The Ten Commandments for Atheists; A Deconstruction

The following Ten Commandments for Atheists has been popping up on the Internet for the past couple of days, and since I’m stuck waiting on a rendering video, I figured I’d give them a quick deconstruction.

Before I begin, my stance on the whole New Atheist movement: it can be summed up as “So you figured out there’s no god?  Good for you.  Have a cookie.” I typically refer to the hardline adherents as ‘Atheistkult’, as I find them to be naive and arrogant, no better than the ignorant hordes thumping “Muh Bible!” This isn’t a sweeping condemnation of all Atheists (or Southern Baptists, for that matter), just the noisiest and most poorly read of the group.

Disclaimer done; let’s begin.

Be open-minded and be willing to alter your beliefs with new evidence.

Mangan covered this well in his post:

Most atheists are completely unwilling to alter their beliefs in the face of new evidence. (To be fair, hardly anyone is, but atheists shouldn’t think they’re better than others this way.)

The irony just drips off of this commandment.

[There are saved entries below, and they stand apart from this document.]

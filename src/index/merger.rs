use std::sync::Arc;

use crate::core::config::IndexConfig;
use crate::core::error::{Error, Result};
use crate::core::priority_queue::PriorityQueue;
use crate::core::types::{DocId, NO_MORE_DOCS};
use crate::index::field_infos::FieldInfos;
use crate::index::iterator::{DocIterator, TermDocs, TermPositions};
use crate::index::norms::write_norms;
use crate::index::postings_writer::PostingsWriter;
use crate::index::segment_term_docs::SegmentTermPositions;
use crate::index::stored_fields::StoredFieldsWriter;
use crate::index::term_dictionary::{TermCursor, TermDictionaryWriter};
use crate::index::term_vectors::TermVectorsWriter;
use crate::storage::compound::pack_compound;
use crate::storage::directory::Directory;
use crate::storage::segment_reader::SegmentReader;
use crate::storage::segment_writer::segment_files;

/// Merge cursor over one source segment.
struct MergeSource {
    base: DocId,
    doc_map: Option<Vec<DocId>>,
    terms: TermCursor,
    postings: SegmentTermPositions,
}

impl MergeSource {
    fn map(&self, doc: DocId) -> Result<DocId> {
        let local = match &self.doc_map {
            None => doc,
            Some(map) => match map.get(doc as usize) {
                Some(&mapped) if mapped != NO_MORE_DOCS => mapped,
                _ => return Err(Error::corruption(format!("deleted doc {} surfaced during merge", doc))),
            },
        };
        Ok(self.base + local)
    }
}

/// Removes the files it names on drop unless disarmed.
struct PartialFiles<'a> {
    directory: &'a dyn Directory,
    files: Vec<String>,
    armed: bool,
}

impl Drop for PartialFiles<'_> {
    fn drop(&mut self) {
        if !self.armed {
            return;
        }
        for file in self.files.iter().filter(|f| self.directory.file_exists(f)) {
            if let Err(e) = self.directory.delete_file(file) {
                log::warn!("could not remove partial merge file {}: {}", file, e);
            }
        }
    }
}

In Christianity and Judaism, the Ten Commandments are directed at the followers of said religions; in Atheistkult, this commandment is directed at everyone outside of the movement. “Open-minded” means open-minded to their particular set of beliefs, both metaphysical and natural – “alter” means switching over to their herd.

I honestly wish Atheists had the self-awareness to apply this commandment to themselves.  In my experience, they’re utterly close-minded to anything that doesn’t fit their pre-existing assumptions.  Just look at what’s happening to Dr. James Watson, one of the co-discoverers of DNA, and an un-person due to his stance on politically-incorrect science – he’s been reduced to selling his Nobel Prize thanks to the viciousness of the modern Left!  Lately the Atheist/Pro-Science Left has been celebrating Nikola Tesla, a genius ignored during his time – where are their voices when it comes to a modern day corollary, who doesn’t fit in to the accepted political mould?

The vast majority of Atheistkult are more interested in finding the Science!™ logo on their products and political beliefs than examining anything rationally, or admitting uncomfortable conclusions.  They fail to follow their First Commandment.

Strive to understand what is most likely to be true, not to believe what you wish to be true.

This is simply a variation of the first commandment, adding a positive prescription to actively seek out the truth.  Yet again, I sense an attitude of Atheists patting themselves on the back with this one, as they ridicule the rest of the world for being ‘primitive’, rather than internalizing its message.

Yes, there are exceptions, but the close-minded bigots who Fucking Love Science! are not amongst them.

The scientific method is the most reliable way of understanding the natural world.

This is not a commandment, but a metaphysical claim.  Furthermore, it is a claim presented without proof or argument, listed as if it an article of faith, a demand upon the True Believer.  I suspect the original phrasing was something like “Believe in the Scientific Method, for it is the Truth and the Way”, but the author noticed that they were creeping up on faith-based territory during the editing process, so they changed it to be less obvious.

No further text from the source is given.